--- Work required ---
Determine how many lines below contain the word "ChartConfig", then write that number by itself.

--- Given records ---
//! Yahoo Finance 차트 API 클라이언트.
//!
//! `GET {base}/v8/finance/chart/{provider_code}?period1=..&period2=..&interval=1d&region=US`
//!
//! 제공자 코드는 `^N225`처럼 URL에 그대로 쓸 수 없는 문자를 포함하므로
//! 경로 세그먼트로 인코딩합니다.

use crate::chart::ChartResponse;
use crate::traits::ChartSource;
use crate::{ExchangeError, Result};
use async_trait::async_trait;
use chrono::{DateTime, Utc};
use notify_core::{ChartConfig, ChartInterval};
use std::time::Duration;
use tracing::{debug, warn};

/// 기본 API 주소.
pub const DEFAULT_BASE_URL: &str = "https://query2.finance.yahoo.com";

const USER_AGENT: &str =
    "Mozilla/5.0 (X11; Linux x86_64; rv:128.0) Gecko/20100101 Firefox/128.0";

/// Yahoo Finance 차트 클라이언트.
#[derive(Debug, Clone)]
pub struct YahooChartClient {
    client: reqwest::Client,
    base_url: String,
}

impl YahooChartClient {
    /// 기본 주소와 30초 타임아웃으로 생성합니다.
    pub fn new() -> Result<Self> {
        Self::with_base_url(DEFAULT_BASE_URL, Duration::from_secs(30))
    }

    /// 주소를 지정하여 생성합니다 (테스트에서 mock 서버 주소를 넣을 때 사용).
    pub fn with_base_url(base_url: impl Into<String>, timeout: Duration) -> Result<Self> {
        let client = reqwest::Client::builder()
            .user_agent(USER_AGENT)
            .timeout(timeout)
            .build()
            .map_err(|e| ExchangeError::InvalidConfig(format!("HTTP 클라이언트 생성 실패: {}", e)))?;

        Ok(Self {
            client,
            base_url: base_url.into().trim_end_matches('/').to_string(),
        })
    }

    /// 설정 파일의 `[chart]` 섹션으로 생성합니다.
    pub fn from_config(config: &ChartConfig) -> Result<Self> {
        Self::with_base_url(config.base_url.clone(), config.timeout())
    }

    fn chart_url(&self, provider_code: &str) -> String {
        format!(
            "{}/v8/finance/chart/{}",
            self.base_url,
            urlencoding::encode(provider_code)
        )
    }
}

#[async_trait]
impl ChartSource for YahooChartClient {
    async fn fetch_chart(
        &self,
        provider_code: &str,
        start: DateTime<Utc>,
        end: DateTime<Utc>,
        interval: ChartInterval,
    ) -> Result<ChartResponse> {
        let url = self.chart_url(provider_code);
        debug!(url = %url, start = %start, end = %end, interval = %interval, "차트 요청");

        let response = self
            .client
            .get(&url)
            .query(&[
                ("period1", start.timestamp().to_string()),
                ("period2", end.timestamp().to_string()),
                ("interval", interval.as_str().to_string()),
                ("region", "US".to_string()),
            ])
            .send()
            .await?;

        let status = response.status();
        if status.as_u16() == 429 {
            warn!(provider_code, "Yahoo Finance 요청 한도 초과");
            return Err(ExchangeError::RateLimited);
        }

        let body = response.text().await?;
        if !status.is_success() {
            return Err(ExchangeError::ApiError {
                code: i32::from(status.as_u16()),
                message: body,
            });
        }

        Ok(serde_json::from_str(&body)?)
    }

    fn name(&self) -> &str {
        "yahoo"
    }
}

#[cfg(test)]
mod tests {
    use super::*;

    #[test]
    fn test_chart_url_encodes_provider_code() {
        let client =
            YahooChartClient::with_base_url("http://localhost:1234/", Duration::from_secs(1))
                .unwrap();

        assert_eq!(
            client.chart_url("^N225"),
            "http://localhost:1234/v8/finance/chart/%5EN225"
        );
        assert_eq!(
            client.chart_url("^GSPC"),
            "http://localhost:1234/v8/finance/chart/%5EGSPC"
        );
    }
}
//! Identifier newtypes used in envelope headers and routing tables.

use std::fmt;

/// Gateway-local identifier of one client or worker-link connection.
///
/// Values come from [`IdSequence`] and are not reused while the Gateway runs,
/// so a reply addressed to a closed socket can never reach a newer one. Zero
/// is reserved as [`ConnectionId::NONE`] for traffic without a persistent
/// connection, such as UDP datagrams.
#[derive(Debug, Clone, Copy, PartialEq, Eq, Hash, PartialOrd, Ord, Default)]
pub struct ConnectionId(u32);

impl ConnectionId {
    /// Marker for "no connection" (UDP datagrams, unset headers).
    pub const NONE: ConnectionId = ConnectionId(0);

    /// Wraps a raw header value.
    pub const fn new(raw: u32) -> Self {
        Self(raw)
    }

    /// The raw value carried in the envelope header.
    pub const fn get(self) -> u32 {
        self.0
    }

    pub const fn is_none(self) -> bool {
        self.0 == 0
    }
}

impl fmt::Display for ConnectionId {
    fn fmt(&self, f: &mut fmt::Formatter<'_>) -> fmt::Result {
        write!(f, "#{}", self.0)
    }
}

/// Monotonic source of [`ConnectionId`]s.
///
/// Skips zero and, after the 32-bit space wraps, any id the caller still
/// reports as in use.
#[derive(Debug, Default)]
pub struct IdSequence {
    last: u32,
}

impl IdSequence {
    pub fn new() -> Self {
        Self::default()
    }

    pub fn next(&mut self, in_use: impl Fn(ConnectionId) -> bool) -> ConnectionId {
        loop {
            self.last = self.last.wrapping_add(1);
            let id = ConnectionId(self.last);
            if !id.is_none() && !in_use(id) {
                return id;
            }
        }
    }
}

/// Application-level user identifier bound to a socket after authentication.
///
/// Zero means "not authenticated yet".
#[derive(Debug, Clone, Copy, PartialEq, Eq, Hash, PartialOrd, Ord, Default)]
pub struct Uid(u32);

impl Uid {
    pub const ANONYMOUS: Uid = Uid(0);

    pub const fn new(raw: u32) -> Self {
        Self(raw)
    }

    pub const fn get(self) -> u32 {
        self.0
    }

    pub const fn is_anonymous(self) -> bool {
        self.0 == 0
    }
}

impl fmt::Display for Uid {
    fn fmt(&self, f: &mut fmt::Formatter<'_>) -> fmt::Result {
        write!(f, "{}", self.0)
    }
}

#[cfg(test)]
mod tests {
    use super::*;

    #[test]
    fn test_id_sequence_never_repeats() {
        let mut ids = IdSequence::new();
        let first = ids.next(|_| false);
        let second = ids.next(|_| false);
        assert_eq!(first, ConnectionId::new(1));
        assert_eq!(second, ConnectionId::new(2));
    }

    #[test]
    fn test_id_sequence_skips_zero_and_live_ids_after_wrap() {
        let mut ids = IdSequence { last: u32::MAX - 1 };
        assert_eq!(ids.next(|_| false), ConnectionId::new(u32::MAX));
        let live = ConnectionId::new(1);
        assert_eq!(ids.next(|id| id == live), ConnectionId::new(2));
    }

    #[test]
    fn test_uid_anonymous() {
        assert!(Uid::ANONYMOUS.is_anonymous());
        assert!(!Uid::new(5).is_anonymous());
        assert_eq!(Uid::new(5).to_string(), "5");
    }
}
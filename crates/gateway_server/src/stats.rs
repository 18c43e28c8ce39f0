//! Per-process status counters.

use serde::Serialize;
use std::cell::Cell;
use std::time::{SystemTime, UNIX_EPOCH};

/// Counter kinds reported on SIGUSR1.
#[derive(Debug, Clone, Copy, PartialEq, Eq)]
pub enum Counter {
    /// Accepted connections and received client datagrams.
    TotalRequest,
    /// Frames rejected by a probe (malformed or oversized).
    PacketErr,
    /// Faults raised while handling a complete frame.
    ThrowException,
    /// Readiness reported but nothing to accept or receive.
    ThunderHerd,
    /// Clients that disconnected on their own.
    ClientClose,
    /// Writes that failed or missed their deadline.
    SendFail,
    /// Envelopes addressed to a socket that is no longer live.
    RoutingMiss,
    /// Client frames dropped because no worker link was available.
    RoutingFail,
}

/// Single-threaded counters, owned by one Gateway or BusinessWorker.
#[derive(Debug)]
pub struct Stats {
    start_time: u64,
    total_request: Cell<u64>,
    packet_err: Cell<u64>,
    throw_exception: Cell<u64>,
    thunder_herd: Cell<u64>,
    client_close: Cell<u64>,
    send_fail: Cell<u64>,
    routing_miss: Cell<u64>,
    routing_fail: Cell<u64>,
}

/// Serializable copy of [`Stats`] at one point in time.
#[derive(Debug, Clone, Copy, PartialEq, Eq, Serialize)]
pub struct StatsSnapshot {
    pub start_time: u64,
    pub total_request: u64,
    pub packet_err: u64,
    pub throw_exception: u64,
    pub thunder_herd: u64,
    pub client_close: u64,
    pub send_fail: u64,
    pub routing_miss: u64,
    pub routing_fail: u64,
}

impl Stats {
    pub fn new() -> Self {
        let start_time = SystemTime::now()
            .duration_since(UNIX_EPOCH)
            .map(|d| d.as_secs())
            .unwrap_or_default();
        Self {
            start_time,
            total_request: Cell::new(0),
            packet_err: Cell::new(0),
            throw_exception: Cell::new(0),
            thunder_herd: Cell::new(0),
            client_close: Cell::new(0),
            send_fail: Cell::new(0),
            routing_miss: Cell::new(0),
            routing_fail: Cell::new(0),
        }
    }

    fn cell(&self, counter: Counter) -> &Cell<u64> {
        match counter {
            Counter::TotalRequest => &self.total_request,
            Counter::PacketErr => &self.packet_err,
            Counter::ThrowException => &self.throw_exception,
            Counter::ThunderHerd => &self.thunder_herd,
            Counter::ClientClose => &self.client_close,
            Counter::SendFail => &self.send_fail,
            Counter::RoutingMiss => &self.routing_miss,
            Counter::RoutingFail => &self.routing_fail,
        }
    }

    pub fn incr(&self, counter: Counter) -> u64 {
        let cell = self.cell(counter);
        let value = cell.get().saturating_add(1);
        cell.set(value);
        value
    }

    pub fn get(&self, counter: Counter) -> u64 {
        self.cell(counter).get()
    }

    pub fn snapshot(&self) -> StatsSnapshot {
        StatsSnapshot {
            start_time: self.start_time,
            total_request: self.total_request.get(),
            packet_err: self.packet_err.get(),
            throw_exception: self.throw_exception.get(),
            thunder_herd: self.thunder_herd.get(),
            client_close: self.client_close.get(),
            send_fail: self.send_fail.get(),
            routing_miss: self.routing_miss.get(),
            routing_fail: self.routing_fail.get(),
        }
    }
}

impl Default for Stats {
    fn default() -> Self {
        Self::new()
    }
}

#[cfg(test)]
mod tests {
    use super::*;

    #[test]
    fn test_counters_are_independent() {
        let stats = Stats::new();
        assert_eq!(stats.incr(Counter::PacketErr), 1);
        assert_eq!(stats.incr(Counter::PacketErr), 2);
        stats.incr(Counter::RoutingMiss);

        let snapshot = stats.snapshot();
        assert_eq!(snapshot.packet_err, 2);
        assert_eq!(snapshot.routing_miss, 1);
        assert_eq!(snapshot.total_request, 0);
    }

    #[test]
    fn test_snapshot_serializes_with_counter_names() {
        let stats = Stats::new();
        stats.incr(Counter::SendFail);
        let json = serde_json::to_value(stats.snapshot()).unwrap();
        assert_eq!(json["send_fail"], 1);
        assert_eq!(json["thunder_herd"], 0);
    }
}
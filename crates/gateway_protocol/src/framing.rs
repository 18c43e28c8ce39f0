//! Stream reassembly.
//!
//! A [`FrameBuffer`] accumulates the bytes read from one connection and asks a
//! [`FrameProbe`] after every append whether a complete frame is present. The
//! probe never sees sockets and the buffer never interprets payloads, so the
//! same machinery frames client traffic (with an application probe) and
//! worker links (with [`crate::EnvelopeProbe`]).

use bytes::{Bytes, BytesMut};

/// Answer of a [`FrameProbe`] about the bytes accumulated so far.
#[derive(Debug, Clone, Copy, PartialEq, Eq)]
pub enum Probe {
    /// At least this many more bytes are needed before completeness can be
    /// decided. Also the upper bound for the next socket read.
    NeedMore(usize),
    /// The first `n` buffered bytes form one complete frame.
    Complete(usize),
    /// The buffered bytes can never form a valid frame.
    Malformed,
}

/// Decides frame boundaries for one application protocol.
pub trait FrameProbe {
    fn probe(&self, buffer: &[u8]) -> Probe;
}

impl<F> FrameProbe for F
where
    F: Fn(&[u8]) -> Probe,
{
    fn probe(&self, buffer: &[u8]) -> Probe {
        self(buffer)
    }
}

/// Result of feeding bytes into a [`FrameBuffer`].
#[derive(Debug, Clone, PartialEq, Eq)]
pub enum Feed {
    NeedMore(usize),
    Complete(Bytes),
    Malformed,
}

/// Per-connection accumulation buffer.
///
/// `remaining()` is the number of bytes the next read should ask for, so a
/// reader never pulls bytes that belong to the following frame when the probe
/// can tell where the frame ends.
#[derive(Debug)]
pub struct FrameBuffer {
    buffer: BytesMut,
    remaining: usize,
    preread: usize,
}

impl FrameBuffer {
    /// Creates an empty buffer that asks for `preread` bytes before the first
    /// probe.
    pub fn new(preread: usize) -> Self {
        let preread = preread.max(1);
        Self {
            buffer: BytesMut::new(),
            remaining: preread,
            preread,
        }
    }

    pub fn remaining(&self) -> usize {
        self.remaining
    }

    pub fn len(&self) -> usize {
        self.buffer.len()
    }

    pub fn is_empty(&self) -> bool {
        self.buffer.is_empty()
    }

    /// Bytes received but not yet handed out as a frame.
    pub fn pending(&self) -> &[u8] {
        &self.buffer
    }

    pub fn extend(&mut self, bytes: &[u8]) {
        self.buffer.extend_from_slice(bytes);
    }

    /// Appends `bytes` and probes for the next frame.
    pub fn feed(&mut self, bytes: &[u8], probe: &dyn FrameProbe) -> Feed {
        self.extend(bytes);
        self.next_frame(probe)
    }

    /// Probes the buffered bytes and splits off one frame if complete.
    ///
    /// Bytes after the frame boundary stay buffered; callers keep calling
    /// this until it stops returning [`Feed::Complete`].
    pub fn next_frame(&mut self, probe: &dyn FrameProbe) -> Feed {
        if self.buffer.is_empty() {
            self.remaining = self.preread;
            return Feed::NeedMore(self.remaining);
        }

        match probe.probe(&self.buffer) {
            Probe::NeedMore(n) => {
                self.remaining = n.max(1);
                Feed::NeedMore(self.remaining)
            }
            Probe::Complete(len) => {
                let len = if len == 0 || len > self.buffer.len() {
                    self.buffer.len()
                } else {
                    len
                };
                let frame = self.buffer.split_to(len).freeze();
                self.remaining = self.preread;
                Feed::Complete(frame)
            }
            Probe::Malformed => Feed::Malformed,
        }
    }

    /// Drops everything buffered and starts over at the preread length.
    pub fn reset(&mut self) {
        self.buffer.clear();
        self.remaining = self.preread;
    }
}

/// Every read is one complete frame.
#[derive(Debug, Clone, Copy, Default)]
pub struct Unframed;

impl FrameProbe for Unframed {
    fn probe(&self, buffer: &[u8]) -> Probe {
        Probe::Complete(buffer.len())
    }
}

/// Four-byte big-endian body length followed by the body.
///
/// Declared lengths above `max_body` are malformed; the check happens on the
/// header alone, before anything is reserved for the body.
#[derive(Debug, Clone, Copy)]
pub struct LengthPrefixed {
    pub max_body: usize,
}

impl LengthPrefixed {
    pub const HEADER_LEN: usize = 4;

    pub fn new(max_body: usize) -> Self {
        Self { max_body }
    }
}

impl FrameProbe for LengthPrefixed {
    fn probe(&self, buffer: &[u8]) -> Probe {
        if buffer.len() < Self::HEADER_LEN {
            return Probe::NeedMore(Self::HEADER_LEN - buffer.len());
        }
        let declared = u32::from_be_bytes([buffer[0], buffer[1], buffer[2], buffer[3]]) as usize;
        if declared > self.max_body {
            return Probe::Malformed;
        }
        let total = Self::HEADER_LEN + declared;
        if buffer.len() < total {
            Probe::NeedMore(total - buffer.len())
        } else {
            Probe::Complete(total)
        }
    }
}

/// Newline-terminated frames (the terminator is part of the frame).
#[derive(Debug, Clone, Copy)]
pub struct LineDelimited {
    pub max_line: usize,
}

impl LineDelimited {
    pub fn new(max_line: usize) -> Self {
        Self { max_line }
    }
}

impl FrameProbe for LineDelimited {
    fn probe(&self, buffer: &[u8]) -> Probe {
        match buffer.iter().position(|&b| b == b'\n') {
            Some(end) if end < self.max_line => Probe::Complete(end + 1),
            Some(_) => Probe::Malformed,
            None if buffer.len() >= self.max_line => Probe::Malformed,
            None => Probe::NeedMore(self.max_line - buffer.len()),
        }
    }
}

#[cfg(test)]
mod tests {
    use super::*;

    fn length_prefixed(body: &[u8]) -> Vec<u8> {
        let mut frame = (body.len() as u32).to_be_bytes().to_vec();
        frame.extend_from_slice(body);
        frame
    }

    #[test]
    fn test_unframed_completes_immediately() {
        let mut buffer = FrameBuffer::new(4);
        assert_eq!(
            buffer.feed(b"hello", &Unframed),
            Feed::Complete(Bytes::from_static(b"hello"))
        );
        assert!(buffer.is_empty());
        assert_eq!(buffer.remaining(), 4);
    }

    #[test]
    fn test_closure_probe_that_always_completes() {
        let always = |_: &[u8]| Probe::Complete(0);
        let mut buffer = FrameBuffer::new(8);
        assert_eq!(
            buffer.feed(b"hello", &always),
            Feed::Complete(Bytes::from_static(b"hello"))
        );
    }

    #[test]
    fn test_length_prefixed_waits_for_header_then_body() {
        let probe = LengthPrefixed::new(1024);
        let frame = length_prefixed(b"abc");
        let mut buffer = FrameBuffer::new(4);

        assert_eq!(buffer.feed(&frame[..2], &probe), Feed::NeedMore(2));
        assert_eq!(buffer.remaining(), 2);
        assert_eq!(buffer.feed(&frame[2..4], &probe), Feed::NeedMore(3));
        assert_eq!(buffer.feed(&frame[4..], &probe), Feed::Complete(Bytes::from(frame)));
    }

    #[test]
    fn test_empty_feed_does_not_advance_state() {
        let probe = LengthPrefixed::new(1024);
        let mut buffer = FrameBuffer::new(4);
        assert_eq!(buffer.feed(&[0, 0], &probe), Feed::NeedMore(2));
        assert_eq!(buffer.feed(&[], &probe), Feed::NeedMore(2));
        assert_eq!(buffer.len(), 2);
    }

    #[test]
    fn test_absurd_declared_length_is_malformed() {
        let probe = LengthPrefixed::new(1024 * 1024);
        let mut buffer = FrameBuffer::new(4);
        let header = 1_000_000_000u32.to_be_bytes();
        assert_eq!(buffer.feed(&header, &probe), Feed::Malformed);
        assert!(buffer.pending().len() == 4);
    }

    #[test]
    fn test_leftover_bytes_stay_buffered() {
        let probe = LengthPrefixed::new(1024);
        let mut stream = length_prefixed(b"one");
        stream.extend(length_prefixed(b"two"));

        let mut buffer = FrameBuffer::new(4);
        assert_eq!(
            buffer.feed(&stream, &probe),
            Feed::Complete(Bytes::from(length_prefixed(b"one")))
        );
        assert_eq!(
            buffer.next_frame(&probe),
            Feed::Complete(Bytes::from(length_prefixed(b"two")))
        );
        assert_eq!(buffer.next_frame(&probe), Feed::NeedMore(4));
    }

    #[test]
    fn test_line_delimited() {
        let probe = LineDelimited::new(16);
        let mut buffer = FrameBuffer::new(16);
        assert_eq!(buffer.feed(b"hel", &probe), Feed::NeedMore(13));
        assert_eq!(
            buffer.feed(b"lo\nwor", &probe),
            Feed::Complete(Bytes::from_static(b"hello\n"))
        );
        assert_eq!(buffer.pending(), b"wor");
        assert_eq!(buffer.feed(&[b'x'; 13], &probe), Feed::Malformed);
    }

    #[test]
    fn test_reset_clears_buffer() {
        let mut buffer = FrameBuffer::new(4);
        buffer.extend(b"partial");
        buffer.reset();
        assert!(buffer.is_empty());
        assert_eq!(buffer.remaining(), 4);
    }
}
#[cfg(test)]
mod tests {
    use super::*;
    use gateway_event_loop::{create, Backend};
    use std::io::Write;

    fn test_config() -> GatewayConfig {
        GatewayConfig {
            listen: "127.0.0.1:0".to_string(),
            ..Default::default()
        }
    }

    #[test]
    fn test_bind_picks_ports_and_registers_on_start() {
        let event_loop = create(Backend::Poll).unwrap();
        let addresses = AddressRegistry::in_memory();
        let gateway = Gateway::bind(test_config(), event_loop, addresses.clone()).unwrap();

        assert_ne!(gateway.client_addr().port(), 0);
        assert_ne!(gateway.lan_addr().port(), 0);
        assert!(addresses.addresses().unwrap().is_empty());

        gateway.start().unwrap();
        assert!(addresses.addresses().unwrap().contains(&gateway.lan_addr().to_string()));
        assert_eq!(gateway.status(), Status::Running);
    }

    #[test]
    fn test_drain_without_clients_stops_immediately() {
        let event_loop = create(Backend::Poll).unwrap();
        let addresses = AddressRegistry::in_memory();
        let gateway = Gateway::bind(test_config(), event_loop.clone(), addresses.clone()).unwrap();
        gateway.start().unwrap();

        gateway.drain();
        assert_eq!(gateway.status(), Status::Stopped);
        assert!(addresses.addresses().unwrap().is_empty());
        // stop() was requested, so run returns at once.
        event_loop.run().unwrap();
    }

    #[test]
    fn test_ping_data_from_file_or_literal() {
        let mut file = tempfile::NamedTempFile::new().unwrap();
        file.write_all(b"{\"type\":\"ping\"}").unwrap();
        let path = file.path().to_string_lossy().to_string();

        assert_eq!(load_ping_data(&path).unwrap(), Bytes::from_static(b"{\"type\":\"ping\"}"));
        assert_eq!(load_ping_data("ping\n").unwrap(), Bytes::from_static(b"ping\n"));
        assert!(load_ping_data("").unwrap().is_empty());
    }

    #[test]
    fn test_invalid_config_is_rejected_before_binding() {
        let event_loop = create(Backend::Poll).unwrap();
        let config = GatewayConfig {
            listen: "nowhere".to_string(),
            ..test_config()
        };
        let result = Gateway::bind(config, event_loop, AddressRegistry::in_memory());
        assert!(matches!(result, Err(GatewayError::Config(_))));
    }
}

--- Exercise output ---
2